(Exercise data begins)

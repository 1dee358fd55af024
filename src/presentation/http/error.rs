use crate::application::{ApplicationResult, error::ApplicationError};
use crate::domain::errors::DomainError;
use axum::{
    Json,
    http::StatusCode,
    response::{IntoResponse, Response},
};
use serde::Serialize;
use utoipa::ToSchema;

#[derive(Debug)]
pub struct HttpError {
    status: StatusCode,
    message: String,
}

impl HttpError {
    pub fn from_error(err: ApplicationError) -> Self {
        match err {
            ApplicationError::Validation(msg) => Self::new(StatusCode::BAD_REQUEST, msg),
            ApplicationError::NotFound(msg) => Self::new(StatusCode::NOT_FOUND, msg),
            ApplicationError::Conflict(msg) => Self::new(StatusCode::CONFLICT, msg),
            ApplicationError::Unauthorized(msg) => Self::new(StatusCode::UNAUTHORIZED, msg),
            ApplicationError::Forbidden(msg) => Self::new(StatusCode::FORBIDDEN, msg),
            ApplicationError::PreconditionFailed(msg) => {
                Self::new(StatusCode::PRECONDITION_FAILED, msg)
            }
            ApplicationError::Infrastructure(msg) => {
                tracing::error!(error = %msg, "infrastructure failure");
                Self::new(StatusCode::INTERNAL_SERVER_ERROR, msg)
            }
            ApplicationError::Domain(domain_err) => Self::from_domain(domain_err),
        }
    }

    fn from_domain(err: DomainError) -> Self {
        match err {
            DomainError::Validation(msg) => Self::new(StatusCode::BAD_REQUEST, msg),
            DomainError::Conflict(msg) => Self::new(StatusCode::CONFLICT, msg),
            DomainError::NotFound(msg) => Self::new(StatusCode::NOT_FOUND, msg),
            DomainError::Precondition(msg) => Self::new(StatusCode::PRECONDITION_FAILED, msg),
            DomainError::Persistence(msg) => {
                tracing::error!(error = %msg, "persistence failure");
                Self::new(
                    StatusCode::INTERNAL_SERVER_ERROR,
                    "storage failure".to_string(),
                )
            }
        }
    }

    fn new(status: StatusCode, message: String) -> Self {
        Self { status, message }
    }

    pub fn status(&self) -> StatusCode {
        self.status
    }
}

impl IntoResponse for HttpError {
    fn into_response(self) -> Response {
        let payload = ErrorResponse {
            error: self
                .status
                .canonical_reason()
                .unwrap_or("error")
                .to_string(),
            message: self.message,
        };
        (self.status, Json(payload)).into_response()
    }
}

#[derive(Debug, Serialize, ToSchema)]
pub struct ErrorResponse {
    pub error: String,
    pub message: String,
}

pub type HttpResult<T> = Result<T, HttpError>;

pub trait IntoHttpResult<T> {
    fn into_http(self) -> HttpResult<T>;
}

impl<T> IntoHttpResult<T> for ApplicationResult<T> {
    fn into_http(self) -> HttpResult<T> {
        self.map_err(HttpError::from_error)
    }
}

(Exercise data ends)
(Exercise data begins)

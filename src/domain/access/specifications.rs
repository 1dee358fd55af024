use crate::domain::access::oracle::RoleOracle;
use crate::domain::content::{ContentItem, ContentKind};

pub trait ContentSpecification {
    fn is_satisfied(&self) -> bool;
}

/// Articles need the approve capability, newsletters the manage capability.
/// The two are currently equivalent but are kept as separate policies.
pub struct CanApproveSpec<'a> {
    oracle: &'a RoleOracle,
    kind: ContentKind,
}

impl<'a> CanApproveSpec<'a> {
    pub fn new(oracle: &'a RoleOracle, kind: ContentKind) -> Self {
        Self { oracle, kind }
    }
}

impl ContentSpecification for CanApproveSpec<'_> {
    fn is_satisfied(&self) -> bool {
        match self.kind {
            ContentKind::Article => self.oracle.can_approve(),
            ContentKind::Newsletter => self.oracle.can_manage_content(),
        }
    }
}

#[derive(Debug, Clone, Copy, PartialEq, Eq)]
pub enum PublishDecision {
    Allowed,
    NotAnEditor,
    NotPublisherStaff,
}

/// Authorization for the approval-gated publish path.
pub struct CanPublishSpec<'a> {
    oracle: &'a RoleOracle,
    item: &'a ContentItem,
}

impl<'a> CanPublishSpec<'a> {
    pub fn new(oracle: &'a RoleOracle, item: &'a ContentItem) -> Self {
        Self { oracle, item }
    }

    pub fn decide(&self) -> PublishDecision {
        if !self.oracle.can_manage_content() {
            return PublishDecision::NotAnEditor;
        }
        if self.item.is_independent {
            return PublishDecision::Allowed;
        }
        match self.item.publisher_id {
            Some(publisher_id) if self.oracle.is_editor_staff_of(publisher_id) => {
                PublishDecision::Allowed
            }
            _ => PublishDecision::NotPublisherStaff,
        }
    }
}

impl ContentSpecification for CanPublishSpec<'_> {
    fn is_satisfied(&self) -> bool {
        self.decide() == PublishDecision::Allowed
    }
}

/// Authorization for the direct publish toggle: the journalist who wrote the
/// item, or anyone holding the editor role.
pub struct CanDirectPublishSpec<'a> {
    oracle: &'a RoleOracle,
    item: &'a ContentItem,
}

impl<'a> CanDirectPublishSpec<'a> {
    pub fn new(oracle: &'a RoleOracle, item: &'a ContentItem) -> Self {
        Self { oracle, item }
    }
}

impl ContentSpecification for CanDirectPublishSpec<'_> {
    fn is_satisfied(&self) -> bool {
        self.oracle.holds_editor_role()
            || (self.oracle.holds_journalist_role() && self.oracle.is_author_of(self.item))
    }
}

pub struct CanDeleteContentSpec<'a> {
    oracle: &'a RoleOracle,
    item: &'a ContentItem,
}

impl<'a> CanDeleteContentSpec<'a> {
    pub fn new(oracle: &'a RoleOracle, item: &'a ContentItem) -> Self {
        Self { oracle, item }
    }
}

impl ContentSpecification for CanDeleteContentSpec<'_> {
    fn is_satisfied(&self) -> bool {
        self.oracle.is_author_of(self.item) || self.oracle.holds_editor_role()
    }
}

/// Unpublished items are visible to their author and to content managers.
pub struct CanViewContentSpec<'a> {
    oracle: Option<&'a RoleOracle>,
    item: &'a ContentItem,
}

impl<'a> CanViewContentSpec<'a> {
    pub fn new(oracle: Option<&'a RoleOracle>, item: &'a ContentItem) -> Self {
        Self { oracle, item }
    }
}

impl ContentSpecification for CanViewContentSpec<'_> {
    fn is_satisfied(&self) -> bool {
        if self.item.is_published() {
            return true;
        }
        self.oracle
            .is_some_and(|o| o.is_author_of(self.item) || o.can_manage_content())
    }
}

(Exercise data ends)

Task brief - Which lines above contain the word "DomainError"? Copy all of them.

Response to this exercise -
use crate::domain::errors::DomainError;
    fn from_domain(err: DomainError) -> Self {
            DomainError::Validation(msg) => Self::new(StatusCode::BAD_REQUEST, msg),
            DomainError::Conflict(msg) => Self::new(StatusCode::CONFLICT, msg),
            DomainError::NotFound(msg) => Self::new(StatusCode::NOT_FOUND, msg),
            DomainError::Precondition(msg) => Self::new(StatusCode::PRECONDITION_FAILED, msg),
            DomainError::Persistence(msg) => {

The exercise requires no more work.